### Exercise objective
Every line of the entries with the word "keys" in it should be shown.

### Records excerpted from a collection

>>>>

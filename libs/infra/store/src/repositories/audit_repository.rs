// [libs/infra/store/src/repositories/audit_repository.rs]
//! Append-only license audit trail (`license_audit_log`).

use chrono::{DateTime, Utc};
use libsql::params;
use tracing::instrument;
use wbe_domain_models::license::{AuditEventType, AuditLogEntry};

use crate::client::StoreClient;
use crate::errors::StoreError;

pub struct AuditRepository {
    client: StoreClient,
}

impl AuditRepository {
    pub fn new(client: StoreClient) -> Self {
        Self { client }
    }

    #[instrument(skip(self, entry))]
    pub async fn append(&self, entry: &AuditLogEntry) -> Result<(), StoreError> {
        let conn = self.client.get_connection()?;
        conn.execute(
            "INSERT INTO license_audit_log (license_id, event_type, event_details, created_at) VALUES (?1, ?2, ?3, ?4)",
            params![entry.license_id, event_type_tag(entry.event_type), entry.details.clone(), entry.created_at.to_rfc3339()],
        )
        .await?;
        Ok(())
    }

    #[instrument(skip(self))]
    pub async fn recent(&self, limit: usize) -> Result<Vec<AuditLogEntry>, StoreError> {
        let conn = self.client.get_connection()?;
        let mut rows = conn
            .query(
                "SELECT audit_id, license_id, event_type, event_details, created_at FROM license_audit_log ORDER BY audit_id DESC LIMIT ?1",
                params![limit as i64],
            )
            .await?;
        let mut out = Vec::new();
        while let Some(row) = rows.next().await? {
            out.push(map_entry(&row)?);
        }
        Ok(out)
    }
}

fn event_type_tag(event_type: AuditEventType) -> &'static str {
    match event_type {
        AuditEventType::Activate => "activate",
        AuditEventType::Validate => "validate",
        AuditEventType::Transfer => "transfer",
        AuditEventType::RevokeObserved => "revoke_observed",
        AuditEventType::ExpiryWarning => "expiry_warning",
        AuditEventType::TransferLimit => "transfer_limit",
        AuditEventType::HardwareMismatch => "hardware_mismatch",
        AuditEventType::OfflineGrace => "offline_grace",
        AuditEventType::OnlineFailed => "online_failed",
        AuditEventType::NetworkError => "network_error",
    }
}

fn parse_event_type(tag: &str) -> Result<AuditEventType, StoreError> {
    match tag {
        "activate" => Ok(AuditEventType::Activate),
        "validate" => Ok(AuditEventType::Validate),
        "transfer" => Ok(AuditEventType::Transfer),
        "revoke_observed" => Ok(AuditEventType::RevokeObserved),
        "expiry_warning" => Ok(AuditEventType::ExpiryWarning),
        "transfer_limit" => Ok(AuditEventType::TransferLimit),
        "hardware_mismatch" => Ok(AuditEventType::HardwareMismatch),
        "offline_grace" => Ok(AuditEventType::OfflineGrace),
        "online_failed" => Ok(AuditEventType::OnlineFailed),
        "network_error" => Ok(AuditEventType::NetworkError),
        other => Err(StoreError::MappingError(format!("unknown audit event type '{other}'"))),
    }
}

fn map_entry(row: &libsql::Row) -> Result<AuditLogEntry, StoreError> {
    let event_type_tag: String = row.get(2)?;
    let created_raw: String = row.get(4)?;
    Ok(AuditLogEntry {
        audit_id: Some(row.get::<i64>(0)?),
        license_id: row.get(1)?,
        event_type: parse_event_type(&event_type_tag)?,
        details: row.get(3)?,
        created_at: DateTime::parse_from_rfc3339(&created_raw)
            .map_err(|_| StoreError::MappingError("bad created_at".into()))?
            .with_timezone(&Utc),
    })
}
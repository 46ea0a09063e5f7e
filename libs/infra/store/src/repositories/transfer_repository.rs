// [libs/infra/store/src/repositories/transfer_repository.rs]
//! The pump transfer event ledger (`pump_transfer_events`)
//! and the atomic apply the `PumpTransferStore` port needs: decrement
//! source, increment destination, insert the event row, all inside one
//! transaction so a mid-way failure leaves no partial mutation.

use chrono::{NaiveDate, Utc};
use libsql::params;
use tracing::instrument;
use wbe_domain_models::transfer::Transfer;

use crate::client::StoreClient;
use crate::errors::StoreError;

pub struct TransferRepository {
    client: StoreClient,
}

impl TransferRepository {
    pub fn new(client: StoreClient) -> Self {
        Self { client }
    }

    #[instrument(skip(self))]
    pub async fn event_exists(&self, date: NaiveDate, source_code: &str, dest_code: &str) -> Result<bool, StoreError> {
        let conn = self.client.get_connection()?;
        let mut rows = conn
            .query(
                "SELECT 1 FROM pump_transfer_events WHERE calc_date = ?1 AND source_code = ?2 AND dest_code = ?3",
                params![date.to_string(), source_code.to_string(), dest_code.to_string()],
            )
            .await?;
        Ok(rows.next().await?.is_some())
    }

    #[instrument(skip(self))]
    pub async fn area_code_of(&self, facility_code: &str) -> Result<Option<String>, StoreError> {
        let conn = self.client.get_connection()?;
        let mut rows = conn.query("SELECT area_code FROM facilities WHERE facility_code = ?1", params![facility_code.to_string()]).await?;
        match rows.next().await? {
            Some(row) => Ok(Some(row.get::<String>(0)?)),
            None => Ok(None),
        }
    }

    #[instrument(skip(self, transfer))]
    pub async fn apply_transfer(&self, transfer: &Transfer, actor: &str) -> Result<(), StoreError> {
        let conn = self.client.get_connection()?;
        conn.execute("BEGIN", ()).await?;

        let result = async {
            conn.execute(
                "UPDATE facilities SET current_volume_m3 = current_volume_m3 - ?1 WHERE facility_code = ?2",
                params![transfer.volume_m3, transfer.source_code.clone()],
            )
            .await?;
            conn.execute(
                "UPDATE facilities SET current_volume_m3 = current_volume_m3 + ?1 WHERE facility_code = ?2",
                params![transfer.volume_m3, transfer.dest_code.clone()],
            )
            .await?;
            conn.execute(
                "INSERT INTO pump_transfer_events (calc_date, source_code, dest_code, volume_m3, applied_at, applied_by)
                 VALUES (?1, ?2, ?3, ?4, ?5, ?6)",
                params![
                    transfer.calc_date.to_string(),
                    transfer.source_code.clone(),
                    transfer.dest_code.clone(),
                    transfer.volume_m3,
                    Utc::now().to_rfc3339(),
                    actor.to_string(),
                ],
            )
            .await?;
            Ok::<(), libsql::Error>(())
        }
        .await;

        match result {
            Ok(()) => {
                conn.execute("COMMIT", ()).await?;
                Ok(())
            }
            Err(fault) => {
                let _ = conn.execute("ROLLBACK", ()).await;
                Err(StoreError::from(fault))
            }
        }
    }
}
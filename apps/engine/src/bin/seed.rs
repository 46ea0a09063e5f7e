// [apps/engine/src/bin/seed.rs]
/*!
 * APARATO: DEMO DATA SEEDER
 * RESPONSABILIDAD: POBLAR UN STORE VACIO CON FACILITIES/SOURCES/CONSTANTS DE REFERENCIA
 *
 * Not part of the core engine — a convenience for spinning up a local
 * `DATABASE_URL` with enough rows that `wbe-engine calculate` and
 * `propose-transfers` have something to operate on. Mirrors the shape
 * against the seeded data exercises the same thresholds the unit
 * tests do.
 */

use dotenvy::dotenv;
use tracing::info;
use wbe_domain_models::constant::{keys, Constant};
use wbe_domain_models::facility::Facility;
use wbe_domain_models::source::{Source, SourceType};
use wbe_infra_store::{Store, StoreClient};

#[tokio::main]
async fn main() -> anyhow::Result<()> {
    dotenv().ok();
    wbe_shared_telemetry::init_tracing("wbe_engine_seed");

    let database_url = std::env::var("DATABASE_URL").expect("DATABASE_URL must be set");
    let database_token = std::env::var("TURSO_AUTH_TOKEN").ok();
    let client = StoreClient::connect(&database_url, database_token).await?;
    let store = Store::new(client);

    info!("🌱 [SEED]: writing reference facilities...");
    for facility in demo_facilities() {
        store.upsert_facility(&facility)?;
    }

    info!("🌱 [SEED]: writing reference sources...");
    for source in demo_sources() {
        store.upsert_source(&source)?;
    }

    info!("🌱 [SEED]: writing reference constants...");
    for constant in demo_constants() {
        store.upsert_constant(&constant)?;
    }

    info!("✅ [SEED]: store populated with demo facilities/sources/constants.");
    Ok(())
}

/// Two facilities: one above its `pump_start_pct` feeding a second
/// facility below its own, plus an unlined
/// evaporation pond used to exercise seepage/evaporation in `calculate`.
fn demo_facilities() -> Vec<Facility> {
    vec![
        Facility {
            facility_code: "TSF-NORTH".into(),
            total_capacity_m3: 100_000.0,
            surface_area_m2: 12_000.0,
            is_lined: true,
            evap_active: true,
            pump_start_pct: 70.0,
            pump_stop_pct: 70.0,
            feeds_to: vec!["PIT-LAKE".into()],
            active: true,
            current_volume_m3: 80_000.0,
            minimum_volume_m3: 15_000.0,
            average_daily_consumption_m3: 150.0,
            area_code: "UG2N".into(),
        },
        Facility {
            facility_code: "PIT-LAKE".into(),
            total_capacity_m3: 100_000.0,
            surface_area_m2: 8_000.0,
            is_lined: false,
            evap_active: true,
            pump_start_pct: 70.0,
            pump_stop_pct: 70.0,
            feeds_to: Vec::new(),
            active: true,
            current_volume_m3: 60_000.0,
            minimum_volume_m3: 5_000.0,
            average_daily_consumption_m3: 50.0,
            area_code: "UG2N".into(),
        },
    ]
}

fn demo_sources() -> Vec<Source> {
    vec![
        Source { source_code: "BOREHOLE-1".into(), source_type: SourceType::Ground, active: true, area_code: "UG2N".into() },
        Source { source_code: "RIVER-INTAKE".into(), source_type: SourceType::Surface, active: true, area_code: "UG2N".into() },
        Source { source_code: "DECLINE-SUMP".into(), source_type: SourceType::Underground, active: true, area_code: "UG2N".into() },
    ]
}

fn demo_constants() -> Vec<Constant> {
    vec![
        numeric(keys::TSF_RETURN_RATE, keys::DEFAULT_TSF_RETURN_RATE),
        numeric(keys::MINING_WATER_RATE, keys::DEFAULT_MINING_WATER_RATE),
        numeric(keys::ORE_MOISTURE_PCT, keys::DEFAULT_ORE_MOISTURE_PCT),
        numeric(keys::ORE_DENSITY, keys::DEFAULT_ORE_DENSITY),
        numeric(keys::DEFAULT_MONTHLY_RAINFALL_MM, keys::DEFAULT_RAINFALL_MM),
        numeric(keys::UNLINED_SEEPAGE_RATE, keys::DEFAULT_UNLINED_SEEPAGE_RATE),
        numeric(keys::WATER_PER_TONNE, keys::DEFAULT_WATER_PER_TONNE),
        numeric(keys::DUST_SUPPRESSION_RATE, keys::DEFAULT_DUST_SUPPRESSION_RATE),
        numeric(keys::DOMESTIC_USE_RATE, keys::DEFAULT_DOMESTIC_USE_RATE),
        numeric(keys::CLOSURE_ERROR_ALERT_THRESHOLD_PCT, keys::DEFAULT_CLOSURE_ERROR_ALERT_THRESHOLD_PCT),
    ]
}

fn numeric(key: &str, value: f64) -> Constant {
    Constant { key: key.to_string(), numeric_value: Some(value), text_value: None }
}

<<<<

### Reply to the task
use wbe_domain_models::constant::{keys, Constant};
        numeric(keys::TSF_RETURN_RATE, keys::DEFAULT_TSF_RETURN_RATE),
        numeric(keys::MINING_WATER_RATE, keys::DEFAULT_MINING_WATER_RATE),
        numeric(keys::ORE_MOISTURE_PCT, keys::DEFAULT_ORE_MOISTURE_PCT),
        numeric(keys::ORE_DENSITY, keys::DEFAULT_ORE_DENSITY),
        numeric(keys::DEFAULT_MONTHLY_RAINFALL_MM, keys::DEFAULT_RAINFALL_MM),
        numeric(keys::UNLINED_SEEPAGE_RATE, keys::DEFAULT_UNLINED_SEEPAGE_RATE),
        numeric(keys::WATER_PER_TONNE, keys::DEFAULT_WATER_PER_TONNE),
        numeric(keys::DUST_SUPPRESSION_RATE, keys::DEFAULT_DUST_SUPPRESSION_RATE),
        numeric(keys::DOMESTIC_USE_RATE, keys::DEFAULT_DOMESTIC_USE_RATE),
        numeric(keys::CLOSURE_ERROR_ALERT_THRESHOLD_PCT, keys::DEFAULT_CLOSURE_ERROR_ALERT_THRESHOLD_PCT),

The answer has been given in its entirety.